◆ **THE TASK**
Return, word for word, only the lines of the data below that lie between the line with "sums: vec![0.0; num_regions" and the line with "let count = self.counts[region];", those two lines included.
Start of MATERIAL SUPPLIED
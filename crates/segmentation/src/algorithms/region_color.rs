use imageproc::definitions::Image;
use serde::{Deserialize, Serialize};

use crate::{
    error::{Result, SegmentationError},
    pixel::{read_bands, BandPixel},
    types::LabelImage,
};

/// Mean band values of every region, stored region-major.
#[derive(Debug, Clone, PartialEq, Serialize, Deserialize)]
pub struct RegionColors {
    bands: usize,
    means: Vec<f32>,
}

impl RegionColors {
    pub fn bands(&self) -> usize {
        self.bands
    }

    pub fn num_regions(&self) -> usize {
        if self.bands == 0 {
            0
        } else {
            self.means.len() / self.bands
        }
    }

    /// Mean color of `region`.
    pub fn get(&self, region: usize) -> &[f32] {
        &self.means[region * self.bands..(region + 1) * self.bands]
    }

    pub fn iter(&self) -> impl Iterator<Item = &[f32]> {
        self.means.chunks_exact(self.bands.max(1))
    }
}

/// Compute the mean color of each of `num_regions` regions.
///
/// `labels` must have the dimensions of `image` and every label must be
/// below `num_regions`. Regions without pixels get a mean of zero.
pub fn region_mean_color<P: BandPixel>(
    labels: &LabelImage,
    image: &Image<P>,
    num_regions: usize,
) -> Result<RegionColors> {
    if labels.dimensions() != image.dimensions() {
        return Err(SegmentationError::ShapeMismatch {
            expected: image.dimensions(),
            actual: labels.dimensions(),
        });
    }
    Ok(RegionStats::accumulate(labels.as_raw(), image, num_regions)?.colors())
}

/// Per-region band sums and pixel counts.
///
/// Sums are kept in `f64` so merging regions is exact regardless of the
/// order merges happen in.
#[derive(Debug, Clone, PartialEq)]
pub struct RegionStats {
    bands: usize,
    sums: Vec<f64>,
    counts: Vec<usize>,
}

impl RegionStats {
    /// Accumulate statistics of `image` grouped by the flat `labels`.
    pub fn accumulate<P: BandPixel>(labels: &[u32], image: &Image<P>, num_regions: usize) -> Result<Self> {
        let pixel_count = image.width() as usize * image.height() as usize;
        if labels.len() != pixel_count {
            return Err(SegmentationError::ShapeMismatch {
                expected: image.dimensions(),
                actual: (labels.len() as u32, 1),
            });
        }

        let bands = P::bands();
        let mut stats = Self {
            bands,
            sums: vec![0.0; num_regions * bands],
            counts: vec![0; num_regions],
        };
        let mut color = vec![0.0f32; bands];
        for (index, &label) in labels.iter().enumerate() {
            let region = label as usize;
            if region >= num_regions {
                return Err(SegmentationError::invalid(
                    "labels",
                    format!("label {label} not below region count {num_regions}"),
                ));
            }
            read_bands(image, index, &mut color);
            stats.counts[region] += 1;
            for (sum, &value) in stats.sums[region * bands..(region + 1) * bands].iter_mut().zip(&color) {
                *sum += value as f64;
            }
        }
        Ok(stats)
    }

    pub fn num_regions(&self) -> usize {
        self.counts.len()
    }

    pub fn bands(&self) -> usize {
        self.bands
    }

    pub fn count(&self, region: usize) -> usize {
        self.counts[region]
    }

    pub fn counts(&self) -> &[usize] {
        &self.counts
    }

    /// Write the mean color of `region` into `out`.
    pub fn mean_into(&self, region: usize, out: &mut [f32]) {
        let count = self.counts[region];
        let sums = &self.sums[region * self.bands..(region + 1) * self.bands];
        for (dst, &sum) in out.iter_mut().zip(sums) {
            *dst = if count == 0 { 0.0 } else { (sum / count as f64) as f32 };
        }
    }

    /// Squared Euclidean distance between the mean colors of two regions.
    pub fn distance_sq(&self, a: usize, b: usize) -> f32 {
        let (ca, cb) = (self.counts[a].max(1) as f64, self.counts[b].max(1) as f64);
        let sa = &self.sums[a * self.bands..(a + 1) * self.bands];
        let sb = &self.sums[b * self.bands..(b + 1) * self.bands];
        sa.iter()
            .zip(sb)
            .map(|(&x, &y)| {
                let d = x / ca - y / cb;
                d * d
            })
            .sum::<f64>() as f32
    }

    /// Combine regions: old region `r` becomes new region `map[r]`.
    pub fn remap(&self, map: &[u32], new_count: usize) -> Self {
        let bands = self.bands;
        let mut sums = vec![0.0; new_count * bands];
        let mut counts = vec![0; new_count];
        for (old, &new) in map.iter().enumerate() {
            let new = new as usize;
            counts[new] += self.counts[old];
            for b in 0..bands {
                sums[new * bands + b] += self.sums[old * bands + b];
            }
        }
        Self { bands, sums, counts }
    }

    /// Mean color of every region.
    pub fn colors(&self) -> RegionColors {
        let mut means = vec![0.0f32; self.num_regions() * self.bands];
        for region in 0..self.num_regions() {
            self.mean_into(region, &mut means[region * self.bands..(region + 1) * self.bands]);
        }
        RegionColors {
            bands: self.bands,
            means,
        }
    }
}
use crate::{
    algorithms::union_find::DisjointSet,
    types::{ConnectRule, Labeling},
};

/// Split every label into its spatially connected pieces.
///
/// Two neighboring pixels end up in the same output region only when they
/// share an input label. Output ids are dense, in raster order.
pub fn split_connected(labels: &[u32], width: usize, height: usize, rule: ConnectRule) -> Labeling {
    debug_assert_eq!(labels.len(), width * height);
    let mut forest = DisjointSet::new(labels.len());
    rule.for_each_pair(width, height, |a, b| {
        if labels[a] == labels[b] {
            forest.union(a, b);
        }
    });
    forest.labeling()
}

/// Unordered pairs of distinct regions that touch under `rule`, sorted and deduplicated.
pub fn region_adjacency(labels: &[u32], width: usize, height: usize, rule: ConnectRule) -> Vec<(u32, u32)> {
    let mut pairs = Vec::new();
    rule.for_each_pair(width, height, |a, b| {
        let (la, lb) = (labels[a], labels[b]);
        if la != lb {
            pairs.push((la.min(lb), la.max(lb)));
        }
    });
    pairs.sort_unstable();
    pairs.dedup();
    pairs
}
//! Live preview over an editable markdown buffer.

use std::panic::{AssertUnwindSafe, catch_unwind};

use crate::Renderer;

/// Notice shown in place of the preview when rendering fails.
const RENDER_FAILURE_NOTICE: &str = "<p class=\"render-error\">Error rendering markdown.</p>";

/// What the preview shows for the current buffer.
#[derive(Debug, Clone, PartialEq, Eq)]
pub enum PreviewView<'a> {
    /// Preview disabled: the raw markdown source.
    Raw(&'a str),
    /// Preview enabled: the rendered HTML, or the failure notice.
    Rendered(String),
}

/// Toggleable rendered view of a markdown buffer.
///
/// Holds the source text and an on/off switch. When the switch is on,
/// [`view`](Self::view) renders the buffer through the configured renderer;
/// when off, it hands the raw text back. A failure inside the render never
/// takes the buffer with it; the view degrades to a generic notice and the
/// text stays editable.
pub struct LivePreview {
    renderer: Renderer,
    text: String,
    enabled: bool,
}

impl LivePreview {
    /// Preview over an empty buffer, rendering disabled.
    #[must_use]
    pub fn new(renderer: Renderer) -> Self {
        Self {
            renderer,
            text: String::new(),
            enabled: false,
        }
    }

    /// Replace the buffer contents.
    pub fn set_text(&mut self, text: impl Into<String>) {
        self.text = text.into();
    }

    /// The current buffer contents.
    #[must_use]
    pub fn text(&self) -> &str {
        &self.text
    }

    /// Switch the rendered view on or off.
    pub fn set_enabled(&mut self, enabled: bool) {
        self.enabled = enabled;
    }

    #[must_use]
    pub fn is_enabled(&self) -> bool {
        self.enabled
    }

    /// The view for the current buffer and switch position.
    ///
    /// Rendering runs under [`catch_unwind`] so a panicking extension cannot
    /// tear the preview down; the failure is logged and the notice shown
    /// instead.
    #[must_use]
    pub fn view(&self) -> PreviewView<'_> {
        if !self.enabled {
            return PreviewView::Raw(&self.text);
        }
        match catch_unwind(AssertUnwindSafe(|| self.renderer.parse(&self.text))) {
            Ok(html) => PreviewView::Rendered(html),
            Err(_) => {
                tracing::error!(len = self.text.len(), "markdown render panicked");
                PreviewView::Rendered(RENDER_FAILURE_NOTICE.to_owned())
            }
        }
    }
}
End of MATERIAL SUPPLIED
◆ **ANSWER SPACE**
            sums: vec![0.0; num_regions * bands],
            counts: vec![0; num_regions],
        };
        let mut color = vec![0.0f32; bands];
        for (index, &label) in labels.iter().enumerate() {
            let region = label as usize;
            if region >= num_regions {
                return Err(SegmentationError::invalid(
                    "labels",
                    format!("label {label} not below region count {num_regions}"),
                ));
            }
            read_bands(image, index, &mut color);
            stats.counts[region] += 1;
            for (sum, &value) in stats.sums[region * bands..(region + 1) * bands].iter_mut().zip(&color) {
                *sum += value as f64;
            }
        }
        Ok(stats)
    }

    pub fn num_regions(&self) -> usize {
        self.counts.len()
    }

    pub fn bands(&self) -> usize {
        self.bands
    }

    pub fn count(&self, region: usize) -> usize {
        self.counts[region]
    }

    pub fn counts(&self) -> &[usize] {
        &self.counts
    }

    /// Write the mean color of `region` into `out`.
    pub fn mean_into(&self, region: usize, out: &mut [f32]) {
        let count = self.counts[region];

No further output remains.